▸ About this task: If a line in the entries contains the word "SearchArgs", list it.
• • • • • • •
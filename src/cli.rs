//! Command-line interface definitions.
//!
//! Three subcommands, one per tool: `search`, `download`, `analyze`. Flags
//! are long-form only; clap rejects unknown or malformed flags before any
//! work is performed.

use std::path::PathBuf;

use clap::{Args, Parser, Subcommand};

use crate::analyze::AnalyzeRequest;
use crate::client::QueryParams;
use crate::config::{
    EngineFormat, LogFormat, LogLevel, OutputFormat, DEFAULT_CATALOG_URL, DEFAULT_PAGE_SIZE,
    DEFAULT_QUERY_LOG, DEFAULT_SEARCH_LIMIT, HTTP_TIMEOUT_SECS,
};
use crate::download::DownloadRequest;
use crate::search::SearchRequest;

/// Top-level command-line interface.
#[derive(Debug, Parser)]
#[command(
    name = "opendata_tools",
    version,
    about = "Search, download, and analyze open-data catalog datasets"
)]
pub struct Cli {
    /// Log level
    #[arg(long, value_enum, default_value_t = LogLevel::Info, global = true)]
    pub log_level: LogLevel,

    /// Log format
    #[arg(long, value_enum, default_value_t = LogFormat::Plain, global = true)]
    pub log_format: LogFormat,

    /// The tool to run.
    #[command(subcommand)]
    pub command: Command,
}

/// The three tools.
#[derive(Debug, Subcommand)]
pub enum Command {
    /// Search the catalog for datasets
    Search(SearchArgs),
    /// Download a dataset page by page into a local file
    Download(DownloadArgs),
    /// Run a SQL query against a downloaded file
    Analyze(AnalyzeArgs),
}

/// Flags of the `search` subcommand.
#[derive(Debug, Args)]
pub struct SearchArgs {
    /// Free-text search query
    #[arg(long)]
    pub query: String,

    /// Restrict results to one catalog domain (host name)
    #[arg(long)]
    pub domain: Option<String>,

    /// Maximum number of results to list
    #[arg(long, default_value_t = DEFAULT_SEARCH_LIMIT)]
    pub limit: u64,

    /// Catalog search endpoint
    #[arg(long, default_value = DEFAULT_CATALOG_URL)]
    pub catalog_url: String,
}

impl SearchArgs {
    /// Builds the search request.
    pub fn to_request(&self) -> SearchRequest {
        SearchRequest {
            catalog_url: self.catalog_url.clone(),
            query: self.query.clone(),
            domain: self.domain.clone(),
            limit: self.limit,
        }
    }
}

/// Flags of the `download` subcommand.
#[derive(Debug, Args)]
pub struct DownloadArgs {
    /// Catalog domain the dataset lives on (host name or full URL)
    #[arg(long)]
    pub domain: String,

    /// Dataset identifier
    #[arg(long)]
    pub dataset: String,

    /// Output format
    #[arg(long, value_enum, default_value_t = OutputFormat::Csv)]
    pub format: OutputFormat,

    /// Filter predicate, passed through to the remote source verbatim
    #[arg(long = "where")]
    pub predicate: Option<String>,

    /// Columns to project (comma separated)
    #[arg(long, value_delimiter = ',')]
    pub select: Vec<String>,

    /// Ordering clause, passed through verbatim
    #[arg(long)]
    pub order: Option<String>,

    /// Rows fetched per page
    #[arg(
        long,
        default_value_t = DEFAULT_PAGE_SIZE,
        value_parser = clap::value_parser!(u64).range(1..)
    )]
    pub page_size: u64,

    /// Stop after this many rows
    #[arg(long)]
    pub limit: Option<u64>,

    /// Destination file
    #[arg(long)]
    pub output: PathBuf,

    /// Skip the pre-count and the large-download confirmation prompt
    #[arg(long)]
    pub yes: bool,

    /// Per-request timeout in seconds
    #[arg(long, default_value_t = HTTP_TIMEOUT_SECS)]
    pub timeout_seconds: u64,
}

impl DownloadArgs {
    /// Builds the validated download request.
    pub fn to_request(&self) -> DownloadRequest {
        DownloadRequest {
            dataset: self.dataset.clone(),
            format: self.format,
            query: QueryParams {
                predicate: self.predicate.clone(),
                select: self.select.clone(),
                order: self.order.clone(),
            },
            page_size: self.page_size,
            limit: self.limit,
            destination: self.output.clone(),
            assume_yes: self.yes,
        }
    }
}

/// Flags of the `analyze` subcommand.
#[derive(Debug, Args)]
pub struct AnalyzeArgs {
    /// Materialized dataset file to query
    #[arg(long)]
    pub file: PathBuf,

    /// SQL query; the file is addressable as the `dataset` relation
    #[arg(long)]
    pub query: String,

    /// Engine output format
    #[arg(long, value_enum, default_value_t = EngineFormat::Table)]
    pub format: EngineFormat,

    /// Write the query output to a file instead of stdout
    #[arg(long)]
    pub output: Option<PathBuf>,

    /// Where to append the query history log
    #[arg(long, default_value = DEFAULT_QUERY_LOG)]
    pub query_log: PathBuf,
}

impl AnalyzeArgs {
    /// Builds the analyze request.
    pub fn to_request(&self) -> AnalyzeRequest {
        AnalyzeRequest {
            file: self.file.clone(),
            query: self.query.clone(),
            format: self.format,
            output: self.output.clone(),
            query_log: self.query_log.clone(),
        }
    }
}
• • • • • • •
▸ Expected answer:
    Search(SearchArgs),
pub struct SearchArgs {
impl SearchArgs {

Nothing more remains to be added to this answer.